**Task brief**
The lines to copy from the data below are those that hold the string "enum".

____________________

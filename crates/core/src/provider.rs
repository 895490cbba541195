//! Model Provider Profiles
//!
//! The closed set of chat-completion providers the pipeline can talk to. Each
//! profile reads its credential bundle from its own environment variables,
//! falling back to documented defaults where one exists.

use std::fmt;
use std::str::FromStr;

#[derive(Debug, thiserror::Error, PartialEq, Eq)]
pub enum ProviderError {
    #[error("Unknown LLM mode '{0}' (expected one of: local, groq, gemini)")]
    UnknownMode(String),
    #[error("Missing environment variable: {0}")]
    MissingCredential(&'static str),
}

/// Selects which provider profile a model client is built from.
#[derive(Debug, Clone, Copy, PartialEq, Eq)]
pub enum ProviderMode {
    /// An OpenAI-compatible proxy, usually running on the developer's machine.
    Local,
    Groq,
    Gemini,
}

/// The typed credential bundle a model client needs.
#[derive(Clone, PartialEq, Eq)]
pub struct ProviderCredentials {
    pub api_key: String,
    pub base_url: String,
    pub model: String,
}

// Keep the key out of logs.
impl fmt::Debug for ProviderCredentials {
    fn fmt(&self, f: &mut fmt::Formatter<'_>) -> fmt::Result {
        f.debug_struct("ProviderCredentials")
            .field("api_key", &"<redacted>")
            .field("base_url", &self.base_url)
            .field("model", &self.model)
            .finish()
    }
}

struct EnvProfile {
    api_key_var: &'static str,
    api_key_default: Option<&'static str>,
    base_url_var: &'static str,
    base_url_default: &'static str,
    model_var: &'static str,
    model_default: &'static str,
}

impl ProviderMode {
    pub fn as_str(&self) -> &'static str {
        match self {
            ProviderMode::Local => "local",
            ProviderMode::Groq => "groq",
            ProviderMode::Gemini => "gemini",
        }
    }

    fn profile(&self) -> EnvProfile {
        match self {
            ProviderMode::Local => EnvProfile {
                api_key_var: "OPENAI_API_KEY",
                api_key_default: Some("my-secret-key"),
                base_url_var: "OPENAI_ENDPOINT",
                base_url_default: "http://localhost:4000",
                model_var: "OPENAI_DEPLOYMENT_NAME",
                model_default: "gpt-4-turbo",
            },
            ProviderMode::Groq => EnvProfile {
                api_key_var: "GROQ_API_KEY",
                api_key_default: None,
                base_url_var: "GROQ_ENDPOINT",
                base_url_default: "https://api.groq.com/openai/v1",
                model_var: "GROQ_MODEL",
                model_default: "llama-3.3-70b-versatile",
            },
            ProviderMode::Gemini => EnvProfile {
                api_key_var: "GEMINI_API_KEY",
                api_key_default: None,
                base_url_var: "GEMINI_ENDPOINT",
                base_url_default: "https://generativelanguage.googleapis.com/v1beta/openai",
                model_var: "GEMINI_MODEL",
                model_default: "gemini-2.0-flash",
            },
        }
    }

    /// Reads this profile's credential bundle from the process environment.
    pub fn credentials_from_env(&self) -> Result<ProviderCredentials, ProviderError> {
        let profile = self.profile();
        let api_key = match std::env::var(profile.api_key_var) {
            Ok(key) => key,
            Err(_) => profile
                .api_key_default
                .ok_or(ProviderError::MissingCredential(profile.api_key_var))?
                .to_string(),
        };
        let base_url = std::env::var(profile.base_url_var)
            .unwrap_or_else(|_| profile.base_url_default.to_string());
        let model =
            std::env::var(profile.model_var).unwrap_or_else(|_| profile.model_default.to_string());

        Ok(ProviderCredentials {
            api_key,
            base_url,
            model,
        })
    }
}

impl FromStr for ProviderMode {
    type Err = ProviderError;

    fn from_str(s: &str) -> Result<Self, Self::Err> {
        match s.trim().to_lowercase().as_str() {
            "local" => Ok(ProviderMode::Local),
            "groq" => Ok(ProviderMode::Groq),
            "gemini" => Ok(ProviderMode::Gemini),
            other => Err(ProviderError::UnknownMode(other.to_string())),
        }
    }
}

impl fmt::Display for ProviderMode {
    fn fmt(&self, f: &mut fmt::Formatter<'_>) -> fmt::Result {
        f.write_str(self.as_str())
    }
}

#[cfg(test)]
mod tests {
    use super::*;

    #[test]
    fn test_mode_parsing() {
        assert_eq!("local".parse::<ProviderMode>(), Ok(ProviderMode::Local));
        assert_eq!(" GROQ ".parse::<ProviderMode>(), Ok(ProviderMode::Groq));
        assert_eq!("Gemini".parse::<ProviderMode>(), Ok(ProviderMode::Gemini));
        assert_eq!(
            "ollama".parse::<ProviderMode>(),
            Err(ProviderError::UnknownMode("ollama".to_string()))
        );
    }

    #[test]
    fn test_mode_display_round_trips() {
        for mode in [ProviderMode::Local, ProviderMode::Groq, ProviderMode::Gemini] {
            assert_eq!(mode.to_string().parse::<ProviderMode>(), Ok(mode));
        }
    }

    #[test]
    fn test_credentials_debug_redacts_key() {
        let creds = ProviderCredentials {
            api_key: "sk-very-secret".to_string(),
            base_url: "http://localhost:4000".to_string(),
            model: "gpt-4-turbo".to_string(),
        };
        let debug = format!("{:?}", creds);
        assert!(!debug.contains("sk-very-secret"));
        assert!(debug.contains("gpt-4-turbo"));
    }
}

____________________

**Answer box**
pub enum ProviderError {
pub enum ProviderMode {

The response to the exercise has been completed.